I’m going to continue the practice of mining theoildrum comment threads for understanding, and because most of you aren’t about to spend hours per day reading them, I’ll post some of the choicer nuggets here, the ones, that is, that actually explain in clear language things that the mainstream media is simply too sound bite oriented to explain properly.

So here’s the clearest explanation of the difference between reality and what you think reality should be.

bigtuna on May 26, 2010 – 10:48am Permalink | Subthread | Comments top

FF, Shelburn, and Rockman have posted some of the most insightful things, and some of the posts here should return to the strings, to understand better what is going on.

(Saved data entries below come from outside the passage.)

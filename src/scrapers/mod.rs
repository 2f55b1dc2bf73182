//! Per-platform profile scrapers.
//!
//! Each platform pairs a markup-aware extractor with a type-aware
//! normalizer behind [`ProfileScraper`]. Markup drift on one platform never
//! touches another, and adding a platform means adding one implementation
//! plus a `PlatformId` variant.

pub mod html;
mod http_client;
pub mod normalize;
mod tiktok;
mod xbox;

pub use http_client::{
    random_user_agent, FetchError, Fetcher, HttpFetcher, HttpFetcherBuilder, IdentityPolicy,
    RawDocument, DEFAULT_MAX_REDIRECTS, DEFAULT_TIMEOUT, IMPERSONATE, IMPERSONATE_USER_AGENTS,
};
pub use tiktok::TikTokScraper;
pub use xbox::XboxScraper;

use std::collections::HashMap;

use crate::lookup::LookupError;
use crate::models::{PlatformId, Profile};

/// Strings as scraped, keyed by field name.
///
/// Produced by one platform's extractor and consumed only by the same
/// platform's normalizer.
#[derive(Debug, Clone, Default, PartialEq, Eq)]
pub struct RawFields {
    fields: HashMap<String, String>,
}

impl RawFields {
    pub fn new() -> Self {
        Self::default()
    }

    pub fn insert(&mut self, field: &str, value: impl Into<String>) {
        self.fields.insert(field.to_string(), value.into());
    }

    pub fn get(&self, field: &str) -> Option<&str> {
        self.fields.get(field).map(|s| s.as_str())
    }

    /// Value of a required field, or `MarkupShapeFailure(field)`.
    pub fn require(&self, field: &str) -> Result<&str, LookupError> {
        self.get(field).ok_or_else(|| LookupError::markup(field))
    }

    /// Remove and return a field.
    pub fn take(&mut self, field: &str) -> Option<String> {
        self.fields.remove(field)
    }

    pub fn len(&self) -> usize {
        self.fields.len()
    }

    pub fn is_empty(&self) -> bool {
        self.fields.is_empty()
    }
}

/// Markup contract and normalization rules for one platform.
pub trait ProfileScraper: Send + Sync {
    fn platform(&self) -> PlatformId;

    /// Profile page URL for an already validated identifier.
    fn profile_url(&self, identifier: &str) -> String;

    /// Locate every anchor in the document and return its raw text.
    ///
    /// Fails with `MarkupShapeFailure` naming the first missing required
    /// anchor in the platform's declared order.
    fn extract(&self, doc: &RawDocument) -> Result<RawFields, LookupError>;

    /// Type and clean raw fields into a complete profile.
    fn normalize(&self, identifier: &str, fields: RawFields) -> Result<Profile, LookupError>;
}

static XBOX: XboxScraper = XboxScraper;
static TIKTOK: TikTokScraper = TikTokScraper;

/// Scraper for a platform.
pub fn scraper_for(platform: PlatformId) -> &'static dyn ProfileScraper {
    match platform {
        PlatformId::Xbox => &XBOX,
        PlatformId::TikTok => &TIKTOK,
    }
}

/// Percent-encode an identifier for use as a single URL path segment.
pub fn encode_identifier(identifier: &str) -> String {
    urlencoding::encode(identifier).into_owned()
}

#[cfg(test)]
mod tests {
    use super::*;

    #[test]
    fn test_scraper_for_matches_platform() {
        for platform in PlatformId::all() {
            assert_eq!(scraper_for(*platform).platform(), *platform);
        }
    }

    #[test]
    fn test_raw_fields_require() {
        let mut fields = RawFields::new();
        fields.insert("followers", "42");
        assert_eq!(fields.require("followers").unwrap(), "42");
        assert_eq!(
            fields.require("likes").unwrap_err(),
            LookupError::markup("likes")
        );
        assert_eq!(fields.take("followers").as_deref(), Some("42"));
        assert!(fields.is_empty());
    }

    #[test]
    fn test_encode_identifier() {
        assert_eq!(encode_identifier("Major Nelson"), "Major%20Nelson");
        assert_eq!(encode_identifier("a/b?c"), "a%2Fb%3Fc");
        assert_eq!(encode_identifier("plain_name.1"), "plain_name.1");
    }
}
//! Anchor lookup helpers shared by the platform extractors.

use scraper::{ElementRef, Html, Selector};

use crate::lookup::LookupError;

/// Compile a built-in selector.
///
/// Selectors are constants in this crate, so a parse failure is a defect
/// rather than markup drift.
pub fn selector(css: &str) -> Result<Selector, LookupError> {
    Selector::parse(css)
        .map_err(|e| LookupError::internal(format!("invalid selector {:?}: {:?}", css, e)))
}

/// First element matching `css`, or `MarkupShapeFailure(field)`.
pub fn require<'a>(
    document: &'a Html,
    css: &str,
    field: &str,
) -> Result<ElementRef<'a>, LookupError> {
    let sel = selector(css)?;
    document
        .select(&sel)
        .next()
        .ok_or_else(|| LookupError::markup(field))
}

/// First element matching `css`, if any.
pub fn optional<'a>(document: &'a Html, css: &str) -> Result<Option<ElementRef<'a>>, LookupError> {
    let sel = selector(css)?;
    Ok(document.select(&sel).next())
}

/// First descendant of `parent` matching `css`, or `MarkupShapeFailure(field)`.
pub fn require_within<'a>(
    parent: ElementRef<'a>,
    css: &str,
    field: &str,
) -> Result<ElementRef<'a>, LookupError> {
    let sel = selector(css)?;
    parent
        .select(&sel)
        .next()
        .ok_or_else(|| LookupError::markup(field))
}

/// Every text node trimmed, then concatenated with no separator.
///
/// `<div><span>Gamerscore</span>\n 1,234</div>` becomes `Gamerscore1,234`.
pub fn stripped_text(element: ElementRef<'_>) -> String {
    element
        .text()
        .map(str::trim)
        .filter(|t| !t.is_empty())
        .collect()
}

/// Full text content with leading and trailing whitespace removed.
pub fn trimmed_text(element: ElementRef<'_>) -> String {
    element.text().collect::<String>().trim().to_string()
}

#[cfg(test)]
mod tests {
    use super::*;

    const DOC: &str = r#"
        <html><body>
          <div class="item"><span>Gamerscore</span>
            1,234
          </div>
          <h2 class="bio">  line one
          line two  </h2>
        </body></html>
    "#;

    #[test]
    fn test_stripped_text_joins_nodes() {
        let doc = Html::parse_document(DOC);
        let div = require(&doc, "div.item", "gamerscore").unwrap();
        assert_eq!(stripped_text(div), "Gamerscore1,234");
    }

    #[test]
    fn test_trimmed_text_keeps_inner_whitespace() {
        let doc = Html::parse_document(DOC);
        let h2 = require(&doc, "h2.bio", "bio").unwrap();
        assert!(trimmed_text(h2).starts_with("line one"));
        assert!(trimmed_text(h2).ends_with("line two"));
    }

    #[test]
    fn test_require_names_field() {
        let doc = Html::parse_document(DOC);
        let err = require(&doc, "h1", "profile_title").unwrap_err();
        assert_eq!(err, LookupError::markup("profile_title"));
    }

    #[test]
    fn test_optional_missing_is_none() {
        let doc = Html::parse_document(DOC);
        assert!(optional(&doc, "meta[property=\"og:image\"]").unwrap().is_none());
    }

    #[test]
    fn test_bad_selector_is_internal() {
        let err = selector("div[").unwrap_err();
        assert!(matches!(err, LookupError::InternalFailure(_)));
    }
}
//! Data models for profile lookups.

mod platform;
mod profile;

pub use platform::{LookupRequest, PlatformId};
pub use profile::{Profile, Stat, StatValue, BIO_LABEL};
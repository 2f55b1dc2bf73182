//! Client identity (User-Agent) selection.

use rand::seq::SliceRandom;

/// Config value that selects per-request browser impersonation.
pub const IMPERSONATE: &str = "impersonate";

/// Real browser user agents rotated per request.
/// Current user agents from popular browsers (updated Nov 2024).
pub const IMPERSONATE_USER_AGENTS: &[&str] = &[
    // Chrome on Windows
    "Mozilla/5.0 (Windows NT 10.0; Win64; x64) AppleWebKit/537.36 (KHTML, like Gecko) Chrome/131.0.0.0 Safari/537.36",
    "Mozilla/5.0 (Windows NT 10.0; Win64; x64) AppleWebKit/537.36 (KHTML, like Gecko) Chrome/130.0.0.0 Safari/537.36",
    // Chrome on Mac
    "Mozilla/5.0 (Macintosh; Intel Mac OS X 10_15_7) AppleWebKit/537.36 (KHTML, like Gecko) Chrome/131.0.0.0 Safari/537.36",
    // Firefox on Windows
    "Mozilla/5.0 (Windows NT 10.0; Win64; x64; rv:133.0) Gecko/20100101 Firefox/133.0",
    "Mozilla/5.0 (Windows NT 10.0; Win64; x64; rv:132.0) Gecko/20100101 Firefox/132.0",
    // Firefox on Mac
    "Mozilla/5.0 (Macintosh; Intel Mac OS X 10.15; rv:133.0) Gecko/20100101 Firefox/133.0",
    // Safari on Mac
    "Mozilla/5.0 (Macintosh; Intel Mac OS X 10_15_7) AppleWebKit/605.1.15 (KHTML, like Gecko) Version/18.1 Safari/605.1.15",
    // Edge on Windows
    "Mozilla/5.0 (Windows NT 10.0; Win64; x64) AppleWebKit/537.36 (KHTML, like Gecko) Chrome/131.0.0.0 Safari/537.36 Edg/131.0.0.0",
];

/// Pick a browser user agent. Each call is an independent random draw.
pub fn random_user_agent() -> &'static str {
    IMPERSONATE_USER_AGENTS
        .choose(&mut rand::thread_rng())
        .copied()
        .unwrap_or(IMPERSONATE_USER_AGENTS[0])
}

/// How the fetcher identifies itself.
#[derive(Debug, Clone, PartialEq, Eq, Default)]
pub enum IdentityPolicy {
    /// Fresh random browser user agent for every request.
    #[default]
    Rotate,
    /// Fixed user agent string.
    Fixed(String),
}

impl IdentityPolicy {
    /// Resolve the policy from a config value.
    /// - None or "impersonate" => rotate real browser user agents
    /// - other => custom user agent string
    pub fn from_config(value: Option<&str>) -> Self {
        match value {
            None | Some(IMPERSONATE) => IdentityPolicy::Rotate,
            Some(custom) => IdentityPolicy::Fixed(custom.to_string()),
        }
    }

    /// Identity to send with the next request.
    pub fn next_identity(&self) -> &str {
        match self {
            IdentityPolicy::Rotate => random_user_agent(),
            IdentityPolicy::Fixed(ua) => ua,
        }
    }
}

#[cfg(test)]
mod tests {
    use super::*;

    #[test]
    fn test_policy_default_rotates() {
        assert_eq!(IdentityPolicy::from_config(None), IdentityPolicy::Rotate);
        assert_eq!(
            IdentityPolicy::from_config(Some("impersonate")),
            IdentityPolicy::Rotate
        );
    }

    #[test]
    fn test_policy_custom() {
        let policy = IdentityPolicy::from_config(Some("MyBot/1.0"));
        assert_eq!(policy.next_identity(), "MyBot/1.0");
    }

    #[test]
    fn test_rotating_identity_is_from_pool() {
        let policy = IdentityPolicy::Rotate;
        for _ in 0..32 {
            let ua = policy.next_identity();
            assert!(IMPERSONATE_USER_AGENTS.contains(&ua));
            assert!(ua.contains("Mozilla"));
        }
    }
}
//! Rich message (Discord embed) mapping for lookup results.
//!
//! The structs serialize to the JSON shape of a Discord embed object so the
//! chat client can send them as-is.

use std::fmt;

use serde::Serialize;

use crate::lookup::LookupError;
use crate::models::{PlatformId, Profile, StatValue};

/// Shown in place of an empty text stat; chat embeds reject empty values.
pub const EMPTY_VALUE_PLACEHOLDER: &str = "No bio yet.";

/// Field values longer than this are truncated by the chat platform.
pub const MAX_FIELD_VALUE_LEN: usize = 1024;

#[derive(Debug, Clone, PartialEq, Eq, Serialize)]
pub struct EmbedThumbnail {
    pub url: String,
}

#[derive(Debug, Clone, PartialEq, Eq, Serialize)]
pub struct EmbedField {
    pub name: String,
    pub value: String,
    pub inline: bool,
}

/// A rich message ready for the chat client.
#[derive(Debug, Clone, PartialEq, Eq, Serialize)]
pub struct Embed {
    pub title: String,
    #[serde(skip_serializing_if = "Option::is_none")]
    pub description: Option<String>,
    pub color: u32,
    #[serde(skip_serializing_if = "Option::is_none")]
    pub thumbnail: Option<EmbedThumbnail>,
    #[serde(skip_serializing_if = "Vec::is_empty")]
    pub fields: Vec<EmbedField>,
}

impl Embed {
    /// Map a profile: title to title, thumbnail to thumbnail, stats to
    /// non-inline fields in order.
    pub fn from_profile(profile: &Profile, color: u32) -> Self {
        let fields = profile
            .stats
            .iter()
            .map(|stat| EmbedField {
                name: stat.label.clone(),
                value: field_value(&stat.value),
                inline: false,
            })
            .collect();

        Self {
            title: profile.title.clone(),
            description: None,
            color,
            thumbnail: profile
                .thumbnail_url
                .as_ref()
                .map(|url| EmbedThumbnail { url: url.clone() }),
            fields,
        }
    }

    /// Embed describing a failed lookup, using the user-facing message only.
    pub fn from_error(err: &LookupError, platform: PlatformId, color: u32) -> Self {
        Self {
            title: format!("{} lookup failed", platform.display_name()),
            description: Some(err.user_message(platform)),
            color,
            thumbnail: None,
            fields: Vec::new(),
        }
    }
}

fn field_value(value: &StatValue) -> String {
    match value {
        StatValue::Count(n) => n.to_string(),
        StatValue::Text(t) if t.trim().is_empty() => EMPTY_VALUE_PLACEHOLDER.to_string(),
        StatValue::Text(t) => truncate(t, MAX_FIELD_VALUE_LEN),
    }
}

fn truncate(s: &str, max_chars: usize) -> String {
    if s.chars().count() <= max_chars {
        return s.to_string();
    }
    let mut out: String = s.chars().take(max_chars - 1).collect();
    out.push('…');
    out
}

/// Plain-text rendering for terminals and logs.
impl fmt::Display for Embed {
    fn fmt(&self, f: &mut fmt::Formatter<'_>) -> fmt::Result {
        writeln!(f, "{}", self.title)?;
        if let Some(thumbnail) = &self.thumbnail {
            writeln!(f, "  thumbnail: {}", thumbnail.url)?;
        }
        if let Some(description) = &self.description {
            writeln!(f, "  {}", description)?;
        }
        for field in &self.fields {
            writeln!(f, "  {}: {}", field.name, field.value)?;
        }
        Ok(())
    }
}
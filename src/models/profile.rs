//! Normalized profile records.

use std::fmt;

use serde::Serialize;

/// Label of the stat that carries a profile's free-text bio.
pub const BIO_LABEL: &str = "Bio";

/// Typed value of a single profile stat.
#[derive(Debug, Clone, PartialEq, Eq, Serialize)]
#[serde(untagged)]
pub enum StatValue {
    Count(u64),
    Text(String),
}

impl From<u64> for StatValue {
    fn from(n: u64) -> Self {
        StatValue::Count(n)
    }
}

impl From<&str> for StatValue {
    fn from(s: &str) -> Self {
        StatValue::Text(s.to_string())
    }
}

impl From<String> for StatValue {
    fn from(s: String) -> Self {
        StatValue::Text(s)
    }
}

impl fmt::Display for StatValue {
    fn fmt(&self, f: &mut fmt::Formatter<'_>) -> fmt::Result {
        match self {
            StatValue::Count(n) => write!(f, "{}", n),
            StatValue::Text(s) => f.write_str(s),
        }
    }
}

/// A labelled stat, in the order the platform presents it.
#[derive(Debug, Clone, PartialEq, Eq, Serialize)]
pub struct Stat {
    pub label: String,
    pub value: StatValue,
}

impl Stat {
    pub fn new(label: impl Into<String>, value: impl Into<StatValue>) -> Self {
        Self {
            label: label.into(),
            value: value.into(),
        }
    }
}

/// Platform-agnostic result of a successful lookup.
///
/// Only normalizers construct these, and only once every required field
/// has been parsed.
#[derive(Debug, Clone, PartialEq, Eq, Serialize)]
pub struct Profile {
    pub title: String,
    #[serde(skip_serializing_if = "Option::is_none")]
    pub thumbnail_url: Option<String>,
    pub stats: Vec<Stat>,
}

impl Profile {
    pub fn new(title: impl Into<String>, thumbnail_url: Option<String>, stats: Vec<Stat>) -> Self {
        Self {
            title: title.into(),
            thumbnail_url,
            stats,
        }
    }

    /// The profile bio, if the platform carries one.
    pub fn bio(&self) -> Option<&str> {
        self.stats
            .iter()
            .find(|s| s.label == BIO_LABEL)
            .and_then(|s| match &s.value {
                StatValue::Text(t) => Some(t.as_str()),
                StatValue::Count(_) => None,
            })
    }

    /// Look up a stat value by label.
    pub fn stat(&self, label: &str) -> Option<&StatValue> {
        self.stats
            .iter()
            .find(|s| s.label == label)
            .map(|s| &s.value)
    }
}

A few words about “why didn’t they do this sooner” and “why didn’ the government do mre” to implement the top kill. There is a good video [albeit only a few mins long, and that compresses what probably took hours] of the remachining of the control pod, valves, and connectors to the BOP to get the top kill devices to be connected properly. For various reasons, these original connectors – the choke and kill lines, that were originally on the BOP were either damaged, or do not match the connectors that come from the manifold that swings the mud into the two lines. There was some pretty amazing work done with ROVs that had to cut, machine, and polish connector sites so that the new system can connect and hold pressure. When you look at the video, remember that there are people at the surface who are controlling robots at 5000′ underwater, basically cutting metal, turning nuts, etc. THe people doing this are working their asses off, and wheter they get paid by BP or whoever, we need to realize that they are doing some amazing things.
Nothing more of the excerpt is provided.